New welfare assessments for UK finisher pigs have been proposed to be included in the UK Red Tractor Assurance farm standards beginning in April 2013.

The Real Welfare initiative is expected to provide pig producers with a practical system that not only helps them keep improving pig welfare, but also provides the scientific evidence to demonstrate husbandry standards to customers. “For the first time, the English pig industry has scientifically robust welfare measures which assess what the pigs themselves are telling us, rather than just assessing the pen or environment they are in," said Dr. Nina Wainwright, welfare project coordinator at the British Pig Executive. “The Red Tractor proposal, currently open for consultation, is for vets to carry out the assessments as part of the quarterly vet review visits. Real Welfare uses the same methods for all units, whether indoors or outdoors, or on straw or slats.

“The industry’s extensive practical research, working with the Universities of Bristol and Newcastle, has narrowed it down to just five measures which we have proven to be useful — lameness, tail lesions, body marks, enrichment use and hospitalization.” 


Rob Mercer, a pig producer who took part in the practical research, said that although there are costs involved, the husbandry improvements made can also improve production and therefore reduce costs. "I see the assessments as a good, simple way of viewing husbandry across all systems and as a good way of safeguarding our better-welfare brand of British pork,” he said.
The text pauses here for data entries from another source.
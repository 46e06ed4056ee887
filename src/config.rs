//! Game configuration
//!
//! The secret word, attempt budget and recognized alphabet. Values come from
//! the command line or environment (see `main.rs`) and are validated here.

use crate::core::{Alphabet, AlphabetError, Word, WordError};
use thiserror::Error;

/// Secret word of the original game
pub const DEFAULT_SECRET: &str = "ALTSU";

/// Attempts per round
pub const DEFAULT_MAX_ATTEMPTS: usize = 6;

/// Largest attempt budget a round may have
pub const MAX_ATTEMPTS_LIMIT: usize = 100;

/// Error type for invalid configuration values
#[derive(Debug, Clone, PartialEq, Eq, Error)]
pub enum ConfigError {
    #[error("invalid alphabet: {0}")]
    Alphabet(#[from] AlphabetError),
    #[error("invalid secret word: {0}")]
    Secret(#[from] WordError),
    #[error("at least one attempt is required")]
    NoAttempts,
    #[error("at most {limit} attempts are allowed, got {0}", limit = MAX_ATTEMPTS_LIMIT)]
    TooManyAttempts(usize),
}

/// Validated settings for a game session
#[derive(Debug, Clone, PartialEq, Eq)]
pub struct GameConfig {
    secret: Word,
    max_attempts: usize,
    alphabet: Alphabet,
}

impl GameConfig {
    /// Build a configuration, validating the secret against the alphabet
    ///
    /// # Errors
    /// Returns `ConfigError` if the alphabet is empty or malformed, the secret
    /// contains letters outside the alphabet, or `max_attempts` is zero or
    /// above [`MAX_ATTEMPTS_LIMIT`].
    ///
    /// # Examples
    /// ```
    /// use rottawordle::config::GameConfig;
    ///
    /// let config = GameConfig::new("kissa", 6, "abcdefghijklmnopqrstuvwxyzåäö").unwrap();
    /// assert_eq!(config.word_length(), 5);
    ///
    /// assert!(GameConfig::new("kissa", 0, "abcdefghijklmnopqrstuvwxyz").is_err());
    /// assert!(GameConfig::new("kissa", 6, "abc").is_err());
    /// ```
    pub fn new(secret: &str, max_attempts: usize, alphabet: &str) -> Result<Self, ConfigError> {
        let alphabet = Alphabet::new(alphabet)?;
        let secret = Word::parse(secret.trim(), &alphabet)?;

        if max_attempts == 0 {
            return Err(ConfigError::NoAttempts);
        }
        if max_attempts > MAX_ATTEMPTS_LIMIT {
            return Err(ConfigError::TooManyAttempts(max_attempts));
        }

        Ok(Self {
            secret,
            max_attempts,
            alphabet,
        })
    }

    #[inline]
    #[must_use]
    pub fn secret(&self) -> &Word {
        &self.secret
    }

    #[inline]
    #[must_use]
    pub const fn max_attempts(&self) -> usize {
        self.max_attempts
    }

    #[inline]
    #[must_use]
    pub fn alphabet(&self) -> &Alphabet {
        &self.alphabet
    }

    /// Length every guess must have
    #[inline]
    #[must_use]
    pub fn word_length(&self) -> usize {
        self.secret.len()
    }
}

impl Default for GameConfig {
    fn default() -> Self {
        // Safe: the default secret only uses letters of the default alphabet
        let secret = Word::from_letters(DEFAULT_SECRET.chars()).expect("default secret is valid");

        Self {
            secret,
            max_attempts: DEFAULT_MAX_ATTEMPTS,
            alphabet: Alphabet::default(),
        }
    }
}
Real Welfare puts the British pig industry in a good position to offer a single ‘welfare outcome’ measurement system, rather than individual retailers and food service companies developing their own different variations, which would add cost and complexity. It is also in line with the direction of EU strategy. The large-scale research and testing program undertaken over several years ensures the system is robust, and the implementation of Real Welfare will place the industry well ahead of other sectors and countries, say supporters.